Task to carry out →
Repeat only the lines below from the one containing "for path in &image_files(args)?" through the one containing "for (n, line)", inclusive, exactly as written.

Data extracts →

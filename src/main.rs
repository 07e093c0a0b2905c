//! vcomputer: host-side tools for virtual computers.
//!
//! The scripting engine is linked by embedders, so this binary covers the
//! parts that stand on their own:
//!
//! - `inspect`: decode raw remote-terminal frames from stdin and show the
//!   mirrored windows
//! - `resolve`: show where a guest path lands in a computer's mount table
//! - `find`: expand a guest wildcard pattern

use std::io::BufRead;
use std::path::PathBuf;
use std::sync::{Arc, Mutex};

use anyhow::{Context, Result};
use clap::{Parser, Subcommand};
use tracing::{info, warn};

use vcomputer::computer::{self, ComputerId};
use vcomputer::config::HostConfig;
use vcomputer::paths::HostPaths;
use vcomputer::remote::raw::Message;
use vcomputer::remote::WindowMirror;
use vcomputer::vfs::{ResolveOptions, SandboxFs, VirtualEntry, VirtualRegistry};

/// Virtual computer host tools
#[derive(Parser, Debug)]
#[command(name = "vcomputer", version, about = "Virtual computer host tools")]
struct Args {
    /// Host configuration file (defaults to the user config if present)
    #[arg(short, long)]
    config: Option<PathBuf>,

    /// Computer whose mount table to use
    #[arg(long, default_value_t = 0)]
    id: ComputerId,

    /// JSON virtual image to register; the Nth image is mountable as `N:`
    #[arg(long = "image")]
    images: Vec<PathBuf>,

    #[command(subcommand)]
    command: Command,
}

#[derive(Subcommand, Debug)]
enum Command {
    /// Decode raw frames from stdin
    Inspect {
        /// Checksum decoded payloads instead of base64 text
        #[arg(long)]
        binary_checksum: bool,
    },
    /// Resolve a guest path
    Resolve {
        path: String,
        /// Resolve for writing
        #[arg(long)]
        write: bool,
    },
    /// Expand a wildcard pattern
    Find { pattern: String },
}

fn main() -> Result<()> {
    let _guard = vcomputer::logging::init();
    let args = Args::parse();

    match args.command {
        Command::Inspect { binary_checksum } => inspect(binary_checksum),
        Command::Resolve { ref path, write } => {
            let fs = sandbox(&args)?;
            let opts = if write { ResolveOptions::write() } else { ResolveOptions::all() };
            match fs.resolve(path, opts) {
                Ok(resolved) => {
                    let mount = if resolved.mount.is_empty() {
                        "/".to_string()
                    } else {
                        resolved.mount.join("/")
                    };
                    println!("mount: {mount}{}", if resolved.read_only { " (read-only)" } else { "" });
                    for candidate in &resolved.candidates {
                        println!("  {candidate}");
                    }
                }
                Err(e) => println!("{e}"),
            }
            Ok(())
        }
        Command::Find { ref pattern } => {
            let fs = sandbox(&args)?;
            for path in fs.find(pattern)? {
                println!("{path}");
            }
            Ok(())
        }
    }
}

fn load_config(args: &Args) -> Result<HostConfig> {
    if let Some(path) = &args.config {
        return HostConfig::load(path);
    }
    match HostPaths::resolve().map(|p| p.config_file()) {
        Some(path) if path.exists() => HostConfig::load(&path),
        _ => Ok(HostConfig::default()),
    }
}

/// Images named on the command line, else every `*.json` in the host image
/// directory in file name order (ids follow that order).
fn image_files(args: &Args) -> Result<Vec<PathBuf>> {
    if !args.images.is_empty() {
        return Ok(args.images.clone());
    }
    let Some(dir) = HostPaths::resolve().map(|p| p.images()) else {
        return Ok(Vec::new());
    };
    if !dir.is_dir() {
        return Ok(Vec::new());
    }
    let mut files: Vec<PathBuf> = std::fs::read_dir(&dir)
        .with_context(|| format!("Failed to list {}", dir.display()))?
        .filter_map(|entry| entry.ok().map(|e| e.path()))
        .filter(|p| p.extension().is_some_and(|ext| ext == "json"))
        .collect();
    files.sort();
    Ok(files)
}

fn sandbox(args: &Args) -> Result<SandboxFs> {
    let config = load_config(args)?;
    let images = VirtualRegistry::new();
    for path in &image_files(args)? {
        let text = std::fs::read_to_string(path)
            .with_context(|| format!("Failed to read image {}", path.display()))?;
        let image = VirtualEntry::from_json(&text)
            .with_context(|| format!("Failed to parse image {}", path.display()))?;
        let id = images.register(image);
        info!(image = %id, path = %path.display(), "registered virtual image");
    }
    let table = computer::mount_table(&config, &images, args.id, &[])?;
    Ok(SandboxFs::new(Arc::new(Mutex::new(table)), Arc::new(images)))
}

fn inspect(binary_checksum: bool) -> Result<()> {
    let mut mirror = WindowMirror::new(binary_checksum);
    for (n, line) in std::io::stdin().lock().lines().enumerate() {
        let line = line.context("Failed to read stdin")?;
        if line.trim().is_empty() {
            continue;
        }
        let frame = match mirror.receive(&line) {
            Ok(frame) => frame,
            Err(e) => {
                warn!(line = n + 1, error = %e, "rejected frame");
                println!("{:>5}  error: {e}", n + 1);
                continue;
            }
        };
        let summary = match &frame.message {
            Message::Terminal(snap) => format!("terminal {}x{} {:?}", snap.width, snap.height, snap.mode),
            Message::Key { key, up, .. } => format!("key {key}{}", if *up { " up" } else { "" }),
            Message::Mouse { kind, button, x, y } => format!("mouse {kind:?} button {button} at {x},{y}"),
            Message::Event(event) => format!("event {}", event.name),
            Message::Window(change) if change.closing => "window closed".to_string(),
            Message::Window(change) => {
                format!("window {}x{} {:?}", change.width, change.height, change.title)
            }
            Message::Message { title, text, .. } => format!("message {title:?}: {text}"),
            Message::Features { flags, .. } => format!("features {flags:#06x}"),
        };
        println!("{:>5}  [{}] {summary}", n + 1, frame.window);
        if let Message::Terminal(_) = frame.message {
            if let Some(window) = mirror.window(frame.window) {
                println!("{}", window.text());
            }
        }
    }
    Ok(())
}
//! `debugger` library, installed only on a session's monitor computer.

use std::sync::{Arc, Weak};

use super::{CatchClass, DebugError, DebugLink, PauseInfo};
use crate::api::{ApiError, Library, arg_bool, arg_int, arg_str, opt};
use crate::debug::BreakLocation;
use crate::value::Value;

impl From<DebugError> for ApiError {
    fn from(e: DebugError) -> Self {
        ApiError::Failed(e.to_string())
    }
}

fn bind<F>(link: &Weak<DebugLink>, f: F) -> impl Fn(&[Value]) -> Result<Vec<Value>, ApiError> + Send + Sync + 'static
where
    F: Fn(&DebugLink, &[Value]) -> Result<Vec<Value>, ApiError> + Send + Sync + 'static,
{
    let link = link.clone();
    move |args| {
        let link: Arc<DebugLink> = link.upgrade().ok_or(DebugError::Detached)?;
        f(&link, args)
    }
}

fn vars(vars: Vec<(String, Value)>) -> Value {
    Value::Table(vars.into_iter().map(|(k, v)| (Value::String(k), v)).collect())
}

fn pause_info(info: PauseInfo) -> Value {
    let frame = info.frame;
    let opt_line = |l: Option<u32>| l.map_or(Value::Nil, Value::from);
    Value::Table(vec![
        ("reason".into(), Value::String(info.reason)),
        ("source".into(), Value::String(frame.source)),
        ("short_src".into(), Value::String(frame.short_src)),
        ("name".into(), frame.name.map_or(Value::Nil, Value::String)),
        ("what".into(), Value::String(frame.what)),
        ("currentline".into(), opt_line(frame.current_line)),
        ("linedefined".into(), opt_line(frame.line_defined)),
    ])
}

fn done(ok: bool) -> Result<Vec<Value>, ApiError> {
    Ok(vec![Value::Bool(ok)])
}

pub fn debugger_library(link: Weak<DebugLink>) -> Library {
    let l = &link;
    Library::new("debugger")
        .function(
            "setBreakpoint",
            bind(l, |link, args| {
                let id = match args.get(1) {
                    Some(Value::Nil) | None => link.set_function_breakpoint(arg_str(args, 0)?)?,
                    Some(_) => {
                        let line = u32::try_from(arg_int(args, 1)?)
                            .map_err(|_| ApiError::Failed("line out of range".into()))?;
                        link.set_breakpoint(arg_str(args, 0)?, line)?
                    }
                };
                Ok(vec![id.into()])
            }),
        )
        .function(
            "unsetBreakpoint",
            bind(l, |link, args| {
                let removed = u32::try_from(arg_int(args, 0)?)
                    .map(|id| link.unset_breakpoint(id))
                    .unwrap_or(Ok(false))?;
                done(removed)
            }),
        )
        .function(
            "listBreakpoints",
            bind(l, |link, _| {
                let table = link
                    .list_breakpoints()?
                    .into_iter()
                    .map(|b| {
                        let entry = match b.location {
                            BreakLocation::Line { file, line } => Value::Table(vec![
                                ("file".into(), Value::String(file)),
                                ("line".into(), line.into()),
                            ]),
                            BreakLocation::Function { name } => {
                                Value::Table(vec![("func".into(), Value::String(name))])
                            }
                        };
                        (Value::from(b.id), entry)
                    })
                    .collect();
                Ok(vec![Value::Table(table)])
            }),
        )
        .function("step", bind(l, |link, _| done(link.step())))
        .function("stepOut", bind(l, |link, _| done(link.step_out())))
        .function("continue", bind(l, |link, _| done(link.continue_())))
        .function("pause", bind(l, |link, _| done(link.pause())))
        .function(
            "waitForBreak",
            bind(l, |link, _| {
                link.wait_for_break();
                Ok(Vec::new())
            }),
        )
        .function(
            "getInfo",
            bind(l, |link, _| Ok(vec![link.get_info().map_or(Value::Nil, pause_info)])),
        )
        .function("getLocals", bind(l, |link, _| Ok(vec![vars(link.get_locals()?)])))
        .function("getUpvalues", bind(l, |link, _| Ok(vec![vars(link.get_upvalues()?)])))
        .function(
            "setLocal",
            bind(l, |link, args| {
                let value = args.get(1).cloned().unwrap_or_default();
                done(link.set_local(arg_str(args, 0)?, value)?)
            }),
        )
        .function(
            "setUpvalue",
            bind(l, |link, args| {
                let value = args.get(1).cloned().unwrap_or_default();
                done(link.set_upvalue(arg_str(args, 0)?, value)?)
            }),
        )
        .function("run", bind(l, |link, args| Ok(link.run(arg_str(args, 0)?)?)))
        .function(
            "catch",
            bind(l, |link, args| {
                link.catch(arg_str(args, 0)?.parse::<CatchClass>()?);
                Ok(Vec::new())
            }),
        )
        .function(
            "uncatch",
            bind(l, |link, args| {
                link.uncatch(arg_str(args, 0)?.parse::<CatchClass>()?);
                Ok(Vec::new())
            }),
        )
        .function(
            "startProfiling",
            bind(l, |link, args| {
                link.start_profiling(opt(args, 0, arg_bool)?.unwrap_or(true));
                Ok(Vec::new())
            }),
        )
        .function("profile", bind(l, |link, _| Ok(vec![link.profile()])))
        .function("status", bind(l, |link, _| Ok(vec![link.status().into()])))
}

Task output →
    for path in &image_files(args)? {
        let text = std::fs::read_to_string(path)
            .with_context(|| format!("Failed to read image {}", path.display()))?;
        let image = VirtualEntry::from_json(&text)
            .with_context(|| format!("Failed to parse image {}", path.display()))?;
        let id = images.register(image);
        info!(image = %id, path = %path.display(), "registered virtual image");
    }
    let table = computer::mount_table(&config, &images, args.id, &[])?;
    Ok(SandboxFs::new(Arc::new(Mutex::new(table)), Arc::new(images)))
}

fn inspect(binary_checksum: bool) -> Result<()> {
    let mut mirror = WindowMirror::new(binary_checksum);
    for (n, line) in std::io::stdin().lock().lines().enumerate() {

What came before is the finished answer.